» **Task details**
Please quote exactly the lines below from the line containing "use serde::Deserialize;" to the line containing "pub struct Settings", both lines included, and nothing else.

Stored items:
========

#![no_main]
use libfuzzer_sys::fuzz_target;

use easybind::named_conf::NamedConf;

fuzz_target!(|data: &str| {
    let conf = NamedConf::parse(data);
    assert_eq!(data, conf.serialise());
    assert_eq!(conf, NamedConf::parse(&conf.serialise()));
});
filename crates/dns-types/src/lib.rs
#![warn(clippy::pedantic)]
#![allow(clippy::missing_errors_doc)]
// Don't care enough to fix
#![allow(clippy::match_same_arms)]
#![allow(clippy::must_use_candidate)]
#![allow(clippy::module_name_repetitions)]
#![allow(clippy::return_self_not_must_use)]
#![allow(clippy::similar_names)]
#![allow(clippy::too_many_lines)]
#![allow(clippy::wildcard_imports)]

pub mod protocol;
pub mod zones;
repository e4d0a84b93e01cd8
pub mod deserialise;
pub mod serialise;
pub mod types;
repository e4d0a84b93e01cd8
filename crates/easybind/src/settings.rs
use config::{Config, ConfigError, File};
use serde::de::{self, Deserializer, Unexpected, Visitor};
use serde::Deserialize;
use std::fmt;
use std::path::PathBuf;

use dns_types::protocol::types::DomainName;

/// Static configuration, fixed before any zone is opened.
#[derive(Debug, Clone, Eq, PartialEq, Deserialize)]
pub struct Settings {
    /// Nameservers for new zones.  The first is the SOA primary, and
    /// every one gets an NS record.
    #[serde(default)]
    pub nameservers: Vec<Hostname>,

    /// The BIND configuration file listing the zones.
    #[serde(default = "default_conf_path")]
    pub conf_path: PathBuf,

    /// Where zone files live.  `{domain}` is replaced with the domain
    /// name, without the final dot.
    #[serde(default = "default_zone_path")]
    pub zone_path: String,

    /// The `type` written into new configuration entries.
    #[serde(default = "default_zone_type")]
    pub zone_type: String,

    /// TTL for the NS records of new zones, and for records added
    /// without one.
    #[serde(default = "default_ttl")]
    pub default_ttl: u32,
}

impl Default for Settings {
    fn default() -> Self {
        Self {
            nameservers: Vec::new(),
            conf_path: default_conf_path(),
            zone_path: default_zone_path(),
            zone_type: default_zone_type(),
            default_ttl: default_ttl(),
        }
    }
}

fn default_conf_path() -> PathBuf {
    PathBuf::from("/etc/bind/named.conf.local")
}

fn default_zone_path() -> String {
    "/etc/bind/zones/{domain}.hosts".to_string()
}

fn default_zone_type() -> String {
    "master".to_string()
}

fn default_ttl() -> u32 {
    86400
}

/// A hostname, which is always fully-qualified once parsed.
#[derive(Debug, Clone, Eq, PartialEq)]
pub struct Hostname {
    pub domain: DomainName,
}

impl Hostname {
    pub fn parse(s: &str) -> Option<Self> {
        DomainName::from_hostname(s)
            .filter(|domain| !domain.is_root())
            .map(|domain| Self { domain })
    }
}

impl<'de> Deserialize<'de> for Hostname {
    fn deserialize<D>(deserializer: D) -> Result<Self, D::Error>
    where
        D: Deserializer<'de>,
    {
        struct HostnameVisitor;

        impl Visitor<'_> for HostnameVisitor {
            type Value = Hostname;

            fn expecting(&self, formatter: &mut fmt::Formatter) -> fmt::Result {
                formatter.write_str("a hostname")
            }

            fn visit_str<E>(self, v: &str) -> Result<Hostname, E>
            where
                E: de::Error,
            {
                Hostname::parse(v).ok_or_else(|| {
                    de::Error::invalid_value(Unexpected::Str(v), &"a valid hostname")
                })
            }
        }

        deserializer.deserialize_str(HostnameVisitor)
    }
}

impl Settings {
    pub fn new(filename: &str) -> Result<Self, ConfigError> {
        Config::builder()
            .add_source(File::with_name(filename))
            .build()?
            .try_deserialize()
    }

    /// The nameserver names, in order.
    pub fn nameserver_names(&self) -> impl Iterator<Item = &DomainName> {
        self.nameservers.iter().map(|ns| &ns.domain)
    }
}
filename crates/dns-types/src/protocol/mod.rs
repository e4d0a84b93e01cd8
pub mod types;
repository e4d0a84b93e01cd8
#![no_main]
use libfuzzer_sys::fuzz_target;

use dns_types::zones::types::Zone;

fuzz_target!(|zone: Zone| {
    let serialised = zone.serialise();
    if let Ok(deserialised) = Zone::deserialise(&serialised) {
        assert_eq!(zone, deserialised);
    } else {
        panic!("expected successful deserialisation");
    }
});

========

» **Output of the task**
use serde::Deserialize;
use std::fmt;
use std::path::PathBuf;

use dns_types::protocol::types::DomainName;

/// Static configuration, fixed before any zone is opened.
#[derive(Debug, Clone, Eq, PartialEq, Deserialize)]
pub struct Settings {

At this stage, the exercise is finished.